About Me

Ithaca, New York
MWF, now officially 42, loves long walks on the beach and laughing with friends ... oh, wait. By day, I'm a mid-level university administrator reluctant to be more specific on a public forum. Nights and weekends, though, I'm a homebody with strong nerdist leanings. I'm never happier than when I'm chatting around the fire, playing board games, cooking up some pasta, and/or road-tripping with my family and friends. I studied psychology and then labor economics in school, and I work in higher education. From time to time I get smug, obsessive, or just plain boring about some combination of these topics, especially when inequality, parenting, or consumer culture are involved. You have been warned.

Wednesday, February 29, 2012

#14: The Lost Saints of Tennessee

The Lost Saints of Tennessee, by Amy Franklin-Willis (New York: Atlantic Monthly, 2012)

Summary:
"With enormous heart and dazzling agility, debut novelist Amy Franklin-Willis expertly mines the fault lines in one Southern working-class family. Driven by the soulful and intrepid voices of forty-two-year-old Ezekiel Cooper and his mother, Lillian, The Lost Souls of Tennessee journeys from the 1940s to the 1980s as it follows Zeke's evolution from anointed son to honorable sibling to unhinged middle-aged man.

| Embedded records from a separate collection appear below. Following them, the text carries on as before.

//! Local HTTP listener for the OAuth redirect.
//!
//! Binds 127.0.0.1 on the redirect URI's port, waits (bounded) for the
//! provider's browser redirect, verifies the CSRF state nonce, and hands the
//! authorization code back to the flow. The listener is released on every
//! exit path: success, timeout, or error.

use std::time::Duration;

use axum::{
    Router,
    extract::{Query, State},
    http::StatusCode,
    response::Html,
    routing::get,
};
use serde::Deserialize;
use tokio::sync::{mpsc, oneshot};

use crate::error::{AuthError, AuthResult};

/// How long to wait for the user to complete consent in the browser.
pub const DEFAULT_AUTHORIZATION_TIMEOUT: Duration = Duration::from_secs(120);

#[derive(Debug, Deserialize)]
struct CallbackQuery {
    #[serde(default)]
    code: Option<String>,
    #[serde(default)]
    state: Option<String>,
    #[serde(default)]
    error: Option<String>,
}

#[derive(Clone)]
struct CallbackState {
    expected_state: String,
    tx: mpsc::Sender<AuthResult<String>>,
}

pub struct CallbackServer;

impl CallbackServer {
    /// Wait for the provider to deliver an authorization code to
    /// `127.0.0.1:{port}`, verifying the returned `state` against
    /// `expected_state`.
    pub async fn wait_for_code(
        port: u16,
        expected_state: String,
        timeout: Duration,
    ) -> AuthResult<String> {
        let listener = tokio::net::TcpListener::bind(("127.0.0.1", port)).await?;

        let (tx, mut rx) = mpsc::channel::<AuthResult<String>>(1);
        let (shutdown_tx, shutdown_rx) = oneshot::channel::<()>();

        // Providers differ in the redirect path they were registered with,
        // so every path except the favicon request is treated as the
        // callback.
        let app = Router::new()
            .route("/favicon.ico", get(|| async { StatusCode::NO_CONTENT }))
            .fallback(get(handle_callback))
            .with_state(CallbackState {
                expected_state,
                tx,
            });

        let server = tokio::spawn(
            axum::serve(listener, app)
                .with_graceful_shutdown(async move {
                    let _ = shutdown_rx.await;
                })
                .into_future(),
        );

        let outcome = tokio::time::timeout(timeout, rx.recv()).await;

        // Graceful shutdown lets the in-flight browser response flush
        // before the listener is dropped.
        let _ = shutdown_tx.send(());
        let _ = server.await;

        match outcome {
            Err(_) => Err(AuthError::AuthorizationTimeout),
            Ok(None) => Err(AuthError::AuthorizationTimeout),
            Ok(Some(result)) => result,
        }
    }
}

async fn handle_callback(
    State(state): State<CallbackState>,
    Query(query): Query<CallbackQuery>,
) -> Html<String> {
    let (message, result) = match query {
        CallbackQuery {
            error: Some(error), ..
        } => (
            format!("Authentication error: {error}. You can close this window."),
            Err(AuthError::AuthorizationDenied(error)),
        ),
        CallbackQuery {
            code: Some(code),
            state: Some(echoed),
            ..
        } if echoed == state.expected_state => (
            "Authentication successful! You can close this window.".to_string(),
            Ok(code),
        ),
        CallbackQuery {
            code: Some(_),
            ..
        } => {
            tracing::warn!("redirect carried an unknown state nonce, aborting flow");
            (
                "Authentication failed: state mismatch. You can close this window.".to_string(),
                Err(AuthError::StateMismatch),
            )
        },
        _ => (
            "Authentication failed. You can close this window.".to_string(),
            Err(AuthError::AuthorizationDenied(
                "no code or error received".into(),
            )),
        ),
    };

    let _ = state.tx.send(result).await;

    Html(format!(
        "<html>\
         <head><title>toolgate authentication</title></head>\
         <body><h1>{message}</h1>\
         <script>setTimeout(function() {{ window.close(); }}, 3000);</script>\
         </body></html>"
    ))
}
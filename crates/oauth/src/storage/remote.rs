use async_trait::async_trait;
use secrecy::{ExposeSecret, SecretString};

use crate::{
    error::{AuthError, AuthResult},
    storage::CredentialStore,
    types::{Credential, CredentialKey},
};

/// Credential store backed by the hosted toolgate API.
///
/// The server refreshes credentials before returning them, so the local
/// refresh coordinator is bypassed entirely for this backend.
pub struct RemoteCredentialStore {
    base_url: String,
    api_key: SecretString,
    client: reqwest::Client,
}

impl RemoteCredentialStore {
    pub fn new(base_url: impl Into<String>, api_key: SecretString) -> Self {
        Self {
            base_url: base_url.into().trim_end_matches('/').to_string(),
            api_key,
            client: reqwest::Client::new(),
        }
    }

    /// Store configured from `TOOLGATE_API_BASE_URL` / `TOOLGATE_API_KEY`.
    pub fn from_env() -> AuthResult<Self> {
        let base_url = std::env::var("TOOLGATE_API_BASE_URL")
            .unwrap_or_else(|_| "https://api.toolgate.dev".into());
        let api_key = std::env::var("TOOLGATE_API_KEY").map_err(|_| {
            AuthError::Io(std::io::Error::other(
                "TOOLGATE_API_KEY must be set for the remote credential backend",
            ))
        })?;
        Ok(Self::new(base_url, SecretString::new(api_key)))
    }

    fn credentials_url(&self, key: &CredentialKey) -> String {
        format!(
            "{}/auth/{}/{}/credentials",
            self.base_url, key.service, key.user_id
        )
    }

    fn bearer(&self) -> String {
        format!("Bearer {}", self.api_key.expose_secret())
    }
}

#[async_trait]
impl CredentialStore for RemoteCredentialStore {
    async fn get(&self, key: &CredentialKey) -> AuthResult<Credential> {
        let resp = self
            .client
            .get(self.credentials_url(key))
            .header("Authorization", self.bearer())
            .send()
            .await?;

        if resp.status() == reqwest::StatusCode::NOT_FOUND {
            return Err(AuthError::NotFound { key: key.clone() });
        }
        let resp = resp.error_for_status()?;

        resp.json::<Credential>()
            .await
            .map_err(|e| AuthError::CredentialCorrupt {
                key: key.clone(),
                reason: e.to_string(),
            })
    }

    async fn put(&self, credential: &Credential) -> AuthResult<()> {
        let key = credential.key();
        let resp = self
            .client
            .post(self.credentials_url(&key))
            .header("Authorization", self.bearer())
            .json(credential)
            .send()
            .await?;

        // 200 and 201 are both "stored".
        if !resp.status().is_success() {
            let status = resp.status();
            let body = resp.text().await.unwrap_or_default();
            tracing::error!(%key, %status, "failed to save credentials remotely");
            return Err(AuthError::Io(std::io::Error::other(format!(
                "remote store rejected credentials: HTTP {status}: {body}"
            ))));
        }
        Ok(())
    }

    async fn delete(&self, key: &CredentialKey) -> AuthResult<()> {
        let resp = self
            .client
            .delete(self.credentials_url(key))
            .header("Authorization", self.bearer())
            .send()
            .await?;

        if resp.status() == reqwest::StatusCode::NOT_FOUND {
            return Ok(());
        }
        resp.error_for_status()?;
        Ok(())
    }

    fn refreshes_server_side(&self) -> bool {
        true
    }
}
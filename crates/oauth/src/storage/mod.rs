//! Durable credential persistence, polymorphic over a local file-backed
//! store and a networked store. Callers never learn which backend answered.

mod local;
mod remote;

pub use local::LocalCredentialStore;
pub use remote::RemoteCredentialStore;

use async_trait::async_trait;

use crate::{
    error::AuthResult,
    types::{Credential, CredentialKey},
};

/// Key-value persistence of one [`Credential`] per (service, user).
#[async_trait]
pub trait CredentialStore: Send + Sync {
    /// Fetch the credential for `key`. Fails with `NotFound` when nothing
    /// has been stored, `CredentialCorrupt` when the record cannot be
    /// decoded.
    async fn get(&self, key: &CredentialKey) -> AuthResult<Credential>;

    /// Persist `credential`, replacing any existing record for its key
    /// atomically. Idempotent on identical input.
    async fn put(&self, credential: &Credential) -> AuthResult<()>;

    /// Remove the credential for `key`. Removing a missing key is not an
    /// error.
    async fn delete(&self, key: &CredentialKey) -> AuthResult<()>;

    /// Whether credentials returned by `get` are already refreshed
    /// server-side, making the local refresh coordinator unnecessary.
    fn refreshes_server_side(&self) -> bool {
        false
    }
}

"After Zeke loses his twin brother in a mysterious drowning and his wife to divorce, only ghosts remain in his hometown of Clayton, Tennessee. Zeke makes the decision to leave Clayton in a final attempt to escape his pain, puts his two treasured possessions -- a childhood copy of The Adventures of Huckleberry Finn and Tucker, his dead brother's ancient dog -- into his truck, and heads east. He leaves behind two adolescent daughters and his estranged mother, who reveals her own conflicting view of the Cooper family story in a vulnerable but spirited voice stricken by guilt over old sins as she clings to the hope that her family isn't beyond repair.

"When Zeke finds refuge with his sympathetic cousins in Virginia horse country, divine acts in the form of severe weather, illness, and a new romance collide, leading Zeke to a crossroads where he must decide the fate of his family -- either by clinging to the way life was or moving toward what life might be."


Opening Line:
"The late August air lies still, its weight pressing down on me in a way it didn't when I was a boy."

My Take:
Not high literature for the ages, possibly not even book club material (I wish I knew, but never have stumbled on a book club that was looking for new members) -- but a lovely, gentle story about a man confronting that all-too-familiar midlife question, "Is this really all there is?" Long story short (really, for once), I enjoyed it.